## RECORDS FOR THE EXERCISE
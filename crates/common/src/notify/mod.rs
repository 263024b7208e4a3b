//! Contact notification dispatch
//!
//! A bounded in-process queue plus a worker task. Request handlers enqueue
//! without blocking and never observe delivery status; the worker composes
//! the fixed-format message and hands it to the mail transport. Delivery
//! failures are logged here and go no further. Pending notifications are
//! not drained at shutdown.

use crate::config::MailConfig;
use crate::mail::{contact_message_body, MailTransport, OutgoingEmail, CONTACT_SUBJECT};
use crate::metrics::{
    record_notification_dropped, record_notification_enqueued, record_notification_outcome,
};
use serde::{Deserialize, Serialize};
use std::sync::Arc;
use tokio::sync::mpsc;
use tokio::sync::mpsc::error::TrySendError;
use tokio::task::JoinHandle;
use tracing::{error, info, warn};

/// Payload for one contact notification
#[derive(Debug, Clone, PartialEq, Eq, Serialize, Deserialize)]
pub struct ContactNotification {
    pub name: String,
    pub email: String,
    pub content: String,
}

/// Handle for enqueueing notifications; cheap to clone
#[derive(Clone)]
pub struct Notifier {
    tx: mpsc::Sender<ContactNotification>,
}

impl Notifier {
    /// Enqueue a notification without blocking. A full queue drops the
    /// notification; the persisted contact request remains the durable record.
    pub fn dispatch(&self, notification: ContactNotification) {
        match self.tx.try_send(notification) {
            Ok(()) => {
                record_notification_enqueued();
            }
            Err(TrySendError::Full(dropped)) => {
                record_notification_dropped("queue_full");
                warn!(
                    email = %dropped.email,
                    "Notification queue full, dropping contact notification"
                );
            }
            Err(TrySendError::Closed(dropped)) => {
                record_notification_dropped("worker_gone");
                warn!(
                    email = %dropped.email,
                    "Notification worker stopped, dropping contact notification"
                );
            }
        }
    }
}

/// Spawn the dispatcher worker and return the enqueue handle.
///
/// The worker runs until every `Notifier` clone is dropped.
pub fn spawn_dispatcher(
    mail_config: &MailConfig,
    queue_capacity: usize,
    transport: Arc<dyn MailTransport>,
) -> (Notifier, JoinHandle<()>) {
    let (tx, rx) = mpsc::channel(queue_capacity);

    let sender = mail_config.sender.clone();
    let recipients = mail_config.recipients.clone();

    let handle = tokio::spawn(run_worker(rx, transport, sender, recipients));

    (Notifier { tx }, handle)
}

async fn run_worker(
    mut rx: mpsc::Receiver<ContactNotification>,
    transport: Arc<dyn MailTransport>,
    sender: String,
    recipients: Vec<String>,
) {
    info!(recipients = recipients.len(), "Notification dispatcher ready");

    while let Some(notification) = rx.recv().await {
        let mail = OutgoingEmail {
            from: sender.clone(),
            to: recipients.clone(),
            subject: CONTACT_SUBJECT.to_string(),
            body: contact_message_body(
                &notification.name,
                &notification.email,
                &notification.content,
            ),
        };

        match transport.send(&mail).await {
            Ok(()) => {
                record_notification_outcome(true);
                info!(email = %notification.email, "Contact notification sent");
            }
            Err(e) => {
                // Contained at this boundary: the submitter never sees it and
                // the stored contact request is untouched.
                record_notification_outcome(false);
                error!(
                    error = %e,
                    email = %notification.email,
                    "Failed to send contact notification"
                );
            }
        }
    }

    info!("Notification dispatcher stopped");
}

#[cfg(test)]
mod tests {
    use super::*;
    use crate::errors::{AppError, Result};
    use crate::mail::MemoryMailer;
    use async_trait::async_trait;

    fn mail_config(recipients: Vec<&str>) -> MailConfig {
        MailConfig {
            backend: "memory".to_string(),
            smtp_host: "localhost".to_string(),
            smtp_port: 587,
            smtp_username: None,
            smtp_password: None,
            sender: "noreply@example.com".to_string(),
            recipients: recipients.into_iter().map(String::from).collect(),
        }
    }

    struct FailingMailer;

    #[async_trait]
    impl MailTransport for FailingMailer {
        async fn send(&self, _mail: &OutgoingEmail) -> Result<()> {
            Err(AppError::Mail {
                message: "connection refused".to_string(),
            })
        }
    }

    #[tokio::test]
    async fn test_dispatch_delivers_exactly_once() {
        let mailer = Arc::new(MemoryMailer::new());
        let transport: Arc<dyn MailTransport> = mailer.clone();

        let (notifier, handle) = spawn_dispatcher(&mail_config(vec!["admin@example.com"]), 8, transport);

        notifier.dispatch(ContactNotification {
            name: "Test User".to_string(),
            email: "test@example.com".to_string(),
            content: "Test message".to_string(),
        });

        drop(notifier);
        handle.await.unwrap();

        let sent = mailer.sent();
        assert_eq!(sent.len(), 1);
        assert_eq!(sent[0].from, "noreply@example.com");
        assert_eq!(sent[0].to, vec!["admin@example.com".to_string()]);
        assert_eq!(sent[0].subject, "New Contact Request");
        assert_eq!(
            sent[0].body,
            "Name: Test User\n Reply-To: test@example.com\nContent: Test message"
        );
    }

    #[tokio::test]
    async fn test_delivery_failure_is_contained() {
        let (notifier, handle) =
            spawn_dispatcher(&mail_config(vec!["admin@example.com"]), 8, Arc::new(FailingMailer));

        notifier.dispatch(ContactNotification {
            name: "Someone".to_string(),
            email: "someone@example.com".to_string(),
            content: "Hello".to_string(),
        });

        drop(notifier);
        // The worker absorbs the failure and exits cleanly
        handle.await.unwrap();
    }

    #[tokio::test]
    async fn test_dispatch_after_worker_stopped_is_dropped() {
        let mailer = Arc::new(MemoryMailer::new());
        let transport: Arc<dyn MailTransport> = mailer.clone();

        let (notifier, handle) = spawn_dispatcher(&mail_config(vec!["admin@example.com"]), 8, transport);

        handle.abort();
        let _ = handle.await;

        // Must not panic or block
        notifier.dispatch(ContactNotification {
            name: "Late".to_string(),
            email: "late@example.com".to_string(),
            content: "too late".to_string(),
        });
    }
}
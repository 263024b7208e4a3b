//! Request handlers

pub mod admin;
pub mod articles;
pub mod contact;
pub mod health;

## EXERCISE DIRECTIONS
Each entry is to be retyped exactly as it appears.

## SOLUTION
filename crates/common/src/notify/mod.rs
repository 263024b7208e4a3b
//! Contact notification dispatch
//!
//! A bounded in-process queue plus a worker task. Request handlers enqueue
//! without blocking and never observe delivery status; the worker composes
//! the fixed-format message and hands it to the mail transport. Delivery
//! failures are logged here and go no further. Pending notifications are
//! not drained at shutdown.

use crate::config::MailConfig;
use crate::mail::{contact_message_body, MailTransport, OutgoingEmail, CONTACT_SUBJECT};
use crate::metrics::{
    record_notification_dropped, record_notification_enqueued, record_notification_outcome,
};
use serde::{Deserialize, Serialize};
use std::sync::Arc;
use tokio::sync::mpsc;
use tokio::sync::mpsc::error::TrySendError;
use tokio::task::JoinHandle;
use tracing::{error, info, warn};

/// Payload for one contact notification
#[derive(Debug, Clone, PartialEq, Eq, Serialize, Deserialize)]
pub struct ContactNotification {
    pub name: String,
    pub email: String,
    pub content: String,
}

/// Handle for enqueueing notifications; cheap to clone
#[derive(Clone)]
pub struct Notifier {
    tx: mpsc::Sender<ContactNotification>,
}

impl Notifier {
    /// Enqueue a notification without blocking. A full queue drops the
    /// notification; the persisted contact request remains the durable record.
    pub fn dispatch(&self, notification: ContactNotification) {
        match self.tx.try_send(notification) {
            Ok(()) => {
                record_notification_enqueued();
            }
            Err(TrySendError::Full(dropped)) => {
                record_notification_dropped("queue_full");
                warn!(
                    email = %dropped.email,
                    "Notification queue full, dropping contact notification"
                );
            }
            Err(TrySendError::Closed(dropped)) => {
                record_notification_dropped("worker_gone");
                warn!(
                    email = %dropped.email,
                    "Notification worker stopped, dropping contact notification"
                );
            }
        }
    }
}

/// Spawn the dispatcher worker and return the enqueue handle.
///
/// The worker runs until every `Notifier` clone is dropped.
pub fn spawn_dispatcher(
    mail_config: &MailConfig,
    queue_capacity: usize,
    transport: Arc<dyn MailTransport>,
) -> (Notifier, JoinHandle<()>) {
    let (tx, rx) = mpsc::channel(queue_capacity);

    let sender = mail_config.sender.clone();
    let recipients = mail_config.recipients.clone();

    let handle = tokio::spawn(run_worker(rx, transport, sender, recipients));

    (Notifier { tx }, handle)
}

async fn run_worker(
    mut rx: mpsc::Receiver<ContactNotification>,
    transport: Arc<dyn MailTransport>,
    sender: String,
    recipients: Vec<String>,
) {
    info!(recipients = recipients.len(), "Notification dispatcher ready");

    while let Some(notification) = rx.recv().await {
        let mail = OutgoingEmail {
            from: sender.clone(),
            to: recipients.clone(),
            subject: CONTACT_SUBJECT.to_string(),
            body: contact_message_body(
                &notification.name,
                &notification.email,
                &notification.content,
            ),
        };

        match transport.send(&mail).await {
            Ok(()) => {
                record_notification_outcome(true);
                info!(email = %notification.email, "Contact notification sent");
            }
            Err(e) => {
                // Contained at this boundary: the submitter never sees it and
                // the stored contact request is untouched.
                record_notification_outcome(false);
                error!(
                    error = %e,
                    email = %notification.email,
                    "Failed to send contact notification"
                );
            }
        }
    }

    info!("Notification dispatcher stopped");
}

#[cfg(test)]
mod tests {
    use super::*;
    use crate::errors::{AppError, Result};
    use crate::mail::MemoryMailer;
    use async_trait::async_trait;

    fn mail_config(recipients: Vec<&str>) -> MailConfig {
        MailConfig {
            backend: "memory".to_string(),
            smtp_host: "localhost".to_string(),
            smtp_port: 587,
            smtp_username: None,
            smtp_password: None,
            sender: "noreply@example.com".to_string(),
            recipients: recipients.into_iter().map(String::from).collect(),
        }
    }

    struct FailingMailer;

    #[async_trait]
    impl MailTransport for FailingMailer {
        async fn send(&self, _mail: &OutgoingEmail) -> Result<()> {
            Err(AppError::Mail {
                message: "connection refused".to_string(),
            })
        }
    }

    #[tokio::test]
    async fn test_dispatch_delivers_exactly_once() {
        let mailer = Arc::new(MemoryMailer::new());
        let transport: Arc<dyn MailTransport> = mailer.clone();

        let (notifier, handle) = spawn_dispatcher(&mail_config(vec!["admin@example.com"]), 8, transport);

        notifier.dispatch(ContactNotification {
            name: "Test User".to_string(),
            email: "test@example.com".to_string(),
            content: "Test message".to_string(),
        });

        drop(notifier);
        handle.await.unwrap();

        let sent = mailer.sent();
        assert_eq!(sent.len(), 1);
        assert_eq!(sent[0].from, "noreply@example.com");
        assert_eq!(sent[0].to, vec!["admin@example.com".to_string()]);
        assert_eq!(sent[0].subject, "New Contact Request");
        assert_eq!(
            sent[0].body,
            "Name: Test User\n Reply-To: test@example.com\nContent: Test message"
        );
    }

    #[tokio::test]
    async fn test_delivery_failure_is_contained() {
        let (notifier, handle) =
            spawn_dispatcher(&mail_config(vec!["admin@example.com"]), 8, Arc::new(FailingMailer));

        notifier.dispatch(ContactNotification {
            name: "Someone".to_string(),
            email: "someone@example.com".to_string(),
            content: "Hello".to_string(),
        });

        drop(notifier);
        // The worker absorbs the failure and exits cleanly
        handle.await.unwrap();
    }

    #[tokio::test]
    async fn test_dispatch_after_worker_stopped_is_dropped() {
        let mailer = Arc::new(MemoryMailer::new());
        let transport: Arc<dyn MailTransport> = mailer.clone();

        let (notifier, handle) = spawn_dispatcher(&mail_config(vec!["admin@example.com"]), 8, transport);

        handle.abort();
        let _ = handle.await;

        // Must not panic or block
        notifier.dispatch(ContactNotification {
            name: "Late".to_string(),
            email: "late@example.com".to_string(),
            content: "too late".to_string(),
        });
    }
}
repository 263024b7208e4a3b
//! Request handlers

pub mod admin;
pub mod articles;
pub mod contact;
pub mod health;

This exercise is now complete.